# TASK INSTRUCTIONS:
Repeat the lines of the data that follow, please, starting at the first and stopping after the one with "overwriting same-named entries.".

Stored data entries
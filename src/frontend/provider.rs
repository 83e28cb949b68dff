//! Discovery of a unit's own symbols before its statements are checked.
//!
//! A [`SymbolProvider`] answers "which callables, classes, imports and parameters does this
//! module, function or class body define in its own scope?" so that the scope for that unit can
//! be fully populated up front and forward references resolve.
//!
//! [`AstSymbolProvider`] reads the answer straight from the AST and never runs the analyzed code.

use indexmap::IndexMap;
use tracing::warn;

use crate::frontend::ast::{ClassDef, Expr, FunctionDef, ImportStmt, Literal, ParamKind, Program, Spanned, Statement};
use crate::frontend::parser;

use super::scope::{CallableEntry, CallableOrigin, NominalType, Scope};
use super::types::{Param, Signature, Type};
use typpy_core::lang::types::OBJECT;

/// A source unit whose top-level symbols can be discovered.
#[derive(Debug, Clone, Copy)]
pub enum Unit<'a> {
    Module(&'a Program),
    Function(&'a FunctionDef),
    Class(&'a ClassDef),
}

impl<'a> Unit<'a> {
    pub fn body(&self) -> &'a [Spanned<Statement>] {
        match self {
            Unit::Module(program) => &program.body,
            Unit::Function(def) => &def.body,
            Unit::Class(class) => &class.body,
        }
    }
}

/// Symbols one unit defines in its own scope.
#[derive(Debug, Clone, Default, PartialEq)]
pub struct UnitSymbols {
    pub variables: IndexMap<String, Type>,
    pub callables: IndexMap<String, CallableEntry>,
    pub types: IndexMap<String, NominalType>,
}

impl UnitSymbols {
    /// Copy every symbol into `scope`, overwriting same-named entries.
    pub fn install(self, scope: &mut Scope) {
        for (name, ty) in self.variables {
            scope.add_variable(name, ty);
        }
        for (name, entry) in self.callables {
            scope.add_callable(name, entry);
        }
        for (name, ty) in self.types {
            scope.add_type(name, ty);
        }
    }
}

/// Supplies the symbols a unit defines, without executing it.
pub trait SymbolProvider {
    fn symbols(&self, unit: Unit<'_>) -> UnitSymbols;
}

/// [`SymbolProvider`] that reads definitions and annotations from the syntax tree.
#[derive(Debug, Clone, Copy, Default)]
pub struct AstSymbolProvider;

impl SymbolProvider for AstSymbolProvider {
    fn symbols(&self, unit: Unit<'_>) -> UnitSymbols {
        let mut symbols = UnitSymbols::default();

        if let Unit::Function(def) = unit {
            for param in &def.params {
                let ty = match param.node.kind {
                    ParamKind::Regular | ParamKind::KeywordOnly => annotation_or_any(param.node.annotation.as_ref()),
                    ParamKind::VarPositional => Type::primitive("tuple"),
                    ParamKind::VarKeyword => Type::primitive("dict"),
                };
                symbols.variables.insert(param.node.name.clone(), ty);
            }
        }

        for stmt in scope_statements(unit.body()) {
            let origin = CallableOrigin::Definition(stmt.span);
            match &stmt.node {
                Statement::FunctionDef(def) => {
                    symbols.callables.insert(
                        def.name.node.clone(),
                        CallableEntry {
                            origin,
                            signature: function_signature(def),
                        },
                    );
                }
                Statement::ClassDef(class) => {
                    let name = class.name.node.clone();
                    symbols.callables.insert(
                        name.clone(),
                        CallableEntry {
                            origin,
                            signature: constructor_signature(class),
                        },
                    );
                    symbols.types.insert(
                        name.clone(),
                        NominalType {
                            ty: Type::primitive(name),
                            bases: base_names(class),
                        },
                    );
                }
                // Imported modules are not analyzed; their names are gradual.
                Statement::Import(import) => {
                    for name in imported_names(import) {
                        symbols.variables.insert(name, Type::Any);
                    }
                }
                _ => {}
            }
        }

        symbols
    }
}

/// Statements that run in the scope owning `body`, in source order.
///
/// Blocks of `if`, `while` and `for` do not open a scope, so their statements are included;
/// `def` and `class` bodies are not.
pub fn scope_statements(body: &[Spanned<Statement>]) -> Vec<&Spanned<Statement>> {
    let mut out = Vec::new();
    collect_scope_statements(body, &mut out);
    out
}

fn collect_scope_statements<'a>(body: &'a [Spanned<Statement>], out: &mut Vec<&'a Spanned<Statement>>) {
    for stmt in body {
        out.push(stmt);
        match &stmt.node {
            Statement::If(if_stmt) => {
                collect_scope_statements(&if_stmt.then_body, out);
                for (_, branch) in &if_stmt.elif_branches {
                    collect_scope_statements(branch, out);
                }
                if let Some(else_body) = &if_stmt.else_body {
                    collect_scope_statements(else_body, out);
                }
            }
            Statement::While(loop_stmt) => collect_scope_statements(&loop_stmt.body, out),
            Statement::For(loop_stmt) => collect_scope_statements(&loop_stmt.body, out),
            _ => {}
        }
    }
}

/// Names an import statement binds: `import a.b` binds `a`, aliases bind the alias.
fn imported_names(import: &ImportStmt) -> Vec<String> {
    if import.names.is_empty() {
        let bound = import.alias.as_ref().or(import.module.first());
        return bound.cloned().into_iter().collect();
    }
    import
        .names
        .iter()
        .filter(|(name, _)| name != "*")
        .map(|(name, alias)| alias.as_ref().unwrap_or(name).clone())
        .collect()
}

/// Signature of a `def`, with annotations lowered syntactically.
pub fn function_signature(def: &FunctionDef) -> Signature {
    let mut signature = Signature::new(Vec::new(), annotation_or_any(def.returns.as_ref()));
    for param in &def.params {
        let param = &param.node;
        match param.kind {
            ParamKind::Regular => signature.params.push(Param::new(
                param.name.clone(),
                annotation_or_any(param.annotation.as_ref()),
                param.default.is_some(),
            )),
            ParamKind::KeywordOnly => signature.params.push(
                Param::new(
                    param.name.clone(),
                    annotation_or_any(param.annotation.as_ref()),
                    param.default.is_some(),
                )
                .keyword_only(),
            ),
            ParamKind::VarPositional => signature.variadic = true,
            ParamKind::VarKeyword => signature.keywords = true,
        }
    }
    signature
}

/// Constructor signature of a class: `__init__` without its receiver, returning the class.
///
/// A class without `__init__` takes no arguments, unless it has explicit bases whose
/// constructors are not visible here, in which case any arguments are accepted.
fn constructor_signature(class: &ClassDef) -> Signature {
    let returns = Type::primitive(class.name.node.clone());
    // The last `__init__` wins, as at runtime.
    let init = scope_statements(&class.body)
        .into_iter()
        .filter_map(|stmt| match &stmt.node {
            Statement::FunctionDef(def) if def.name.node == "__init__" => Some(def),
            _ => None,
        })
        .last();

    match init {
        Some(def) => {
            let mut signature = function_signature(def);
            if signature.params.first().is_some_and(|receiver| !receiver.keyword_only) {
                signature.params.remove(0);
            }
            signature.returns = returns;
            signature
        }
        None => {
            let mut signature = Signature::new(Vec::new(), returns);
            if base_names(class).iter().any(|b| b != OBJECT) {
                signature.variadic = true;
                signature.keywords = true;
            }
            signature
        }
    }
}

fn base_names(class: &ClassDef) -> Vec<String> {
    let bases: Vec<String> = class
        .bases
        .iter()
        .filter_map(|base| match &base.node {
            Expr::Ident(name) => Some(name.clone()),
            Expr::Attribute(_, attr) => Some(attr.node.clone()),
            _ => None,
        })
        .collect();
    if bases.is_empty() { vec![OBJECT.to_string()] } else { bases }
}

fn annotation_or_any(annotation: Option<&Spanned<Expr>>) -> Type {
    annotation.map_or(Type::Any, |a| lower_annotation(&a.node))
}

/// Lower an annotation expression to a [`Type`] without consulting any scope.
///
/// ## Notes
/// - `None` is the type of `None`; string annotations (`"list[int]"`) are parsed first.
/// - `typing.X` is treated like `X`.
/// - Shapes that do not denote a type lower to [`Type::Unresolved`].
pub fn lower_annotation(expr: &Expr) -> Type {
    match expr {
        Expr::Literal(Literal::None) => Type::NoneType,
        Expr::Literal(Literal::Str(text)) => match parser::parse_expression(text) {
            Ok(parsed) => lower_annotation(&parsed.node),
            Err(errors) => {
                warn!(annotation = %text, errors = errors.len(), "unparsable string annotation");
                Type::Unresolved
            }
        },
        Expr::Ident(name) => Type::from_spelling(name),
        Expr::Attribute(_, attr) => Type::from_spelling(&attr.node),
        Expr::Subscript(value, index) => {
            let origin = match &value.node {
                Expr::Ident(name) => name.as_str(),
                Expr::Attribute(_, attr) => attr.node.as_str(),
                _ => return Type::Unresolved,
            };
            let args = match &index.node {
                Expr::Tuple(items) => items.iter().map(|item| lower_annotation(&item.node)).collect(),
                single => vec![lower_annotation(single)],
            };
            Type::parametrize(origin, args).unwrap_or(Type::Unresolved)
        }
        other => {
            warn!(kind = other.kind_name(), "unsupported annotation");
            Type::Unresolved
        }
    }
}

#[cfg(test)]
mod tests {
    use super::*;
    use crate::frontend::{lexer, parser};

    fn program(source: &str) -> Program {
        let tokens = lexer::lex(source).unwrap();
        parser::parse(&tokens).unwrap()
    }

    fn annotation(source: &str) -> Type {
        lower_annotation(&parser::parse_expression(source).unwrap().node)
    }

    #[test]
    fn test_lower_annotations() {
        assert_eq!(annotation("int"), Type::primitive("int"));
        assert_eq!(annotation("None"), Type::NoneType);
        assert_eq!(annotation("List[int]"), Type::generic("list", vec![Type::primitive("int")]));
        assert_eq!(annotation("typing.Any"), Type::Any);
        assert_eq!(annotation("Optional[str]"), Type::optional(Type::primitive("str")));
        assert_eq!(
            annotation("Tuple[int, str]"),
            Type::Tuple(vec![Type::primitive("int"), Type::primitive("str")])
        );
        assert_eq!(annotation("'dict[str, int]'"), Type::generic("dict", vec![Type::primitive("str"), Type::primitive("int")]));
        assert_eq!(annotation("1 + 2"), Type::Unresolved);
    }

    #[test]
    fn test_module_symbols() {
        let program = program(
            "x = 1\ndef add(a: int, b: int = 0, *rest) -> int:\n    return a\nclass Point(Base):\n    def __init__(self, x: float):\n        pass\n",
        );
        let symbols = AstSymbolProvider.symbols(Unit::Module(&program));

        let add = &symbols.callables["add"];
        assert_eq!(add.origin, CallableOrigin::Definition(program.body[1].span));
        assert_eq!(add.signature.params.len(), 2);
        assert!(add.signature.params[1].has_default);
        assert!(add.signature.variadic);
        assert_eq!(add.signature.returns, Type::primitive("int"));

        let point = &symbols.callables["Point"];
        assert_eq!(point.signature.params, vec![Param::new("x", Type::primitive("float"), false)]);
        assert_eq!(point.signature.returns, Type::primitive("Point"));
        assert_eq!(symbols.types["Point"].bases, vec!["Base".to_string()]);

        assert!(symbols.variables.is_empty());
    }

    #[test]
    fn test_missing_annotations_are_any() {
        let program = program("def f(a, b=1):\n    pass\n");
        let symbols = AstSymbolProvider.symbols(Unit::Module(&program));
        let f = &symbols.callables["f"].signature;
        assert_eq!(f.params[0].ty, Type::Any);
        assert_eq!(f.returns, Type::Any);
    }

    #[test]
    fn test_function_unit_binds_parameters() {
        let program = program("def f(a: int, *args, **kwargs):\n    def g():\n        pass\n");
        let Statement::FunctionDef(def) = &program.body[0].node else {
            panic!("Expected function");
        };
        let symbols = AstSymbolProvider.symbols(Unit::Function(def));
        assert_eq!(symbols.variables["a"], Type::primitive("int"));
        assert_eq!(symbols.variables["args"], Type::primitive("tuple"));
        assert_eq!(symbols.callables["g"].origin, CallableOrigin::Definition(def.body[0].span));
    }

    #[test]
    fn test_definitions_inside_blocks_share_the_scope() {
        let program = program(
            "if flag:\n    def f(a: int) -> int:\n        return a\nelse:\n    class C:\n        pass\nwhile flag:\n    def g():\n        pass\n",
        );
        let symbols = AstSymbolProvider.symbols(Unit::Module(&program));
        let names: Vec<&str> = symbols.callables.keys().map(String::as_str).collect();
        assert_eq!(names, vec!["f", "C", "g"]);
        assert!(symbols.types.contains_key("C"));

        let Statement::If(if_stmt) = &program.body[0].node else {
            panic!("Expected if");
        };
        assert_eq!(symbols.callables["f"].origin, CallableOrigin::Definition(if_stmt.then_body[0].span));
    }

    #[test]
    fn test_imports_bind_gradual_names() {
        let program = program("import os\nimport a.b\nimport numpy as np\nfrom m import f, g as h\nfrom n import *\n");
        let symbols = AstSymbolProvider.symbols(Unit::Module(&program));
        let names: Vec<&str> = symbols.variables.keys().map(String::as_str).collect();
        assert_eq!(names, vec!["os", "a", "np", "f", "h"]);
        assert!(symbols.variables.values().all(|ty| *ty == Type::Any));
    }

    #[test]
    fn test_keyword_only_parameters() {
        let program = program("def f(a: int, *, flag: bool = False):\n    pass\n");
        let symbols = AstSymbolProvider.symbols(Unit::Module(&program));
        let f = &symbols.callables["f"].signature;
        assert!(!f.params[0].keyword_only);
        assert!(f.params[1].keyword_only);
        assert_eq!(f.positional().count(), 1);
    }

    #[test]
    fn test_class_without_init() {
        let program = program("class A:\n    pass\nclass B(A):\n    pass\n");
        let symbols = AstSymbolProvider.symbols(Unit::Module(&program));
        assert!(!symbols.callables["A"].signature.variadic);
        assert_eq!(symbols.types["A"].bases, vec!["object".to_string()]);
        assert!(symbols.callables["B"].signature.variadic);
    }
}
//! Resolve source paths into fully qualified module names.
//!
//! A file or package directory is named after the chain of packages (directories holding an
//! `__init__.py`) that contain it: `pkg/subpkg/submod.py` resolves to `pkg.subpkg.submod`, and
//! the directory holding the outermost package is returned alongside, since that is the directory
//! an interpreter would need on its import path.
//!
//! ## Usage
//!
//! ```rust,no_run
//! use std::path::Path;
//! use typpy::frontend::resolver::ModuleResolver;
//!
//! let resolver = ModuleResolver::new();
//! let (name, root) = resolver.resolve(Path::new("pkg/mod.py"))?;
//! assert_eq!(name, "pkg.mod");
//! # Ok::<(), typpy::frontend::resolver::ResolveError>(())
//! ```

use std::cell::{Cell, RefCell};
use std::collections::HashMap;
use std::io;
use std::path::{Path, PathBuf};

/// Marker file that turns a directory into a package.
pub const PACKAGE_MARKER: &str = "__init__.py";

/// A path that cannot be imported as a module.
#[derive(Debug, thiserror::Error)]
pub enum ResolveError {
    #[error("'{}' is not a Python source file", path.display())]
    NotPythonFile { path: PathBuf },
    #[error("'{}' is a directory without an {PACKAGE_MARKER}", path.display())]
    NotAPackage { path: PathBuf },
    #[error("cannot make '{}' absolute: {source}", path.display())]
    Io {
        path: PathBuf,
        #[source]
        source: io::Error,
    },
}

/// Memoising path → module-name resolver.
///
/// Both the package test and resolved prefixes are cached per instance, so resolving many modules
/// of the same package touches each directory once.
#[derive(Debug, Default)]
pub struct ModuleResolver {
    packages: RefCell<HashMap<PathBuf, bool>>,
    resolved: RefCell<HashMap<PathBuf, (String, PathBuf)>>,
    fs_queries: Cell<usize>,
}

impl ModuleResolver {
    pub fn new() -> Self {
        Self::default()
    }

    /// Whether `dir` contains an `__init__.py`.
    pub fn is_package(&self, dir: &Path) -> bool {
        if let Some(&cached) = self.packages.borrow().get(dir) {
            return cached;
        }
        self.fs_queries.set(self.fs_queries.get() + 1);
        let is_package = dir.join(PACKAGE_MARKER).is_file();
        self.packages.borrow_mut().insert(dir.to_path_buf(), is_package);
        is_package
    }

    /// Resolve `path` into `(qualified_name, containing_dir)`.
    ///
    /// ## Errors
    /// - [`ResolveError::NotPythonFile`]: `path` has an extension other than `.py`.
    /// - [`ResolveError::NotAPackage`]: `path` is a directory that is not a package.
    /// - [`ResolveError::Io`]: the current directory could not be determined.
    pub fn resolve(&self, path: &Path) -> Result<(String, PathBuf), ResolveError> {
        let path = std::path::absolute(path).map_err(|source| ResolveError::Io {
            path: path.to_path_buf(),
            source,
        })?;

        match path.extension() {
            Some(ext) if ext != "py" => return Err(ResolveError::NotPythonFile { path }),
            None if path.is_dir() && !self.is_package(&path) => return Err(ResolveError::NotAPackage { path }),
            _ => {}
        }

        Ok(self.resolve_unchecked(&path))
    }

    fn resolve_unchecked(&self, path: &Path) -> (String, PathBuf) {
        if let Some(cached) = self.resolved.borrow().get(path) {
            return cached.clone();
        }

        let stem = path
            .file_stem()
            .map(|s| s.to_string_lossy().into_owned())
            .unwrap_or_default();
        let result = match path.parent() {
            Some(parent) if self.is_package(parent) => {
                let (prefix, root) = self.resolve_unchecked(parent);
                (format!("{prefix}.{stem}"), root)
            }
            Some(parent) => (stem, parent.to_path_buf()),
            None => (stem, PathBuf::new()),
        };

        self.resolved.borrow_mut().insert(path.to_path_buf(), result.clone());
        result
    }

    /// Number of directories whose package status was read from disk so far.
    pub fn fs_queries(&self) -> usize {
        self.fs_queries.get()
    }
}

#[cfg(test)]
mod tests {
    use super::*;

    fn cases() -> PathBuf {
        Path::new(env!("CARGO_MANIFEST_DIR")).join("tests/fixtures/resolver")
    }

    fn resolve(relative: &str) -> Result<(String, PathBuf), ResolveError> {
        ModuleResolver::new().resolve(&cases().join(relative))
    }

    #[test]
    fn test_resolve_modules_and_packages() {
        let cases = cases();
        let expected = [
            ("outer.py", "outer", cases.clone()),
            ("scripts/inner.py", "inner", cases.join("scripts")),
            ("pkg/mod.py", "pkg.mod", cases.clone()),
            ("pkg/subpkg/submod.py", "pkg.subpkg.submod", cases.clone()),
            ("pkg/__init__.py", "pkg.__init__", cases.clone()),
            ("pkg", "pkg", cases.clone()),
            ("pkg/subpkg", "pkg.subpkg", cases.clone()),
        ];
        for (path, name, root) in expected {
            let (qualified, containing) = resolve(path).unwrap();
            assert_eq!(qualified, name, "{path}");
            assert_eq!(containing, root, "{path}");
        }
    }

    #[test]
    fn test_resolve_rejects_non_modules() {
        assert!(matches!(resolve("empty"), Err(ResolveError::NotAPackage { .. })));
        assert!(matches!(resolve("config.yml"), Err(ResolveError::NotPythonFile { .. })));
        assert!(matches!(resolve("pkg/py.typed"), Err(ResolveError::NotPythonFile { .. })));
    }

    #[test]
    fn test_package_checks_are_cached() {
        let resolver = ModuleResolver::new();
        let subpkg = cases().join("pkg/subpkg");

        resolver.resolve(&subpkg.join("submod.py")).unwrap();
        assert_eq!(resolver.fs_queries(), 3);

        // Need not exist: only its directories are inspected.
        resolver.resolve(&subpkg.join("submod2.py")).unwrap();
        assert_eq!(resolver.fs_queries(), 3);
    }
}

# ANSWER BELOW:
filename src/frontend/provider.rs
repository 83e28cb949b68dff
//! Discovery of a unit's own symbols before its statements are checked.
//!
//! A [`SymbolProvider`] answers "which callables, classes, imports and parameters does this
//! module, function or class body define in its own scope?" so that the scope for that unit can
//! be fully populated up front and forward references resolve.
//!
//! [`AstSymbolProvider`] reads the answer straight from the AST and never runs the analyzed code.

use indexmap::IndexMap;
use tracing::warn;

use crate::frontend::ast::{ClassDef, Expr, FunctionDef, ImportStmt, Literal, ParamKind, Program, Spanned, Statement};
use crate::frontend::parser;

use super::scope::{CallableEntry, CallableOrigin, NominalType, Scope};
use super::types::{Param, Signature, Type};
use typpy_core::lang::types::OBJECT;

/// A source unit whose top-level symbols can be discovered.
#[derive(Debug, Clone, Copy)]
pub enum Unit<'a> {
    Module(&'a Program),
    Function(&'a FunctionDef),
    Class(&'a ClassDef),
}

impl<'a> Unit<'a> {
    pub fn body(&self) -> &'a [Spanned<Statement>] {
        match self {
            Unit::Module(program) => &program.body,
            Unit::Function(def) => &def.body,
            Unit::Class(class) => &class.body,
        }
    }
}

/// Symbols one unit defines in its own scope.
#[derive(Debug, Clone, Default, PartialEq)]
pub struct UnitSymbols {
    pub variables: IndexMap<String, Type>,
    pub callables: IndexMap<String, CallableEntry>,
    pub types: IndexMap<String, NominalType>,
}

impl UnitSymbols {
    /// Copy every symbol into `scope`, overwriting same-named entries.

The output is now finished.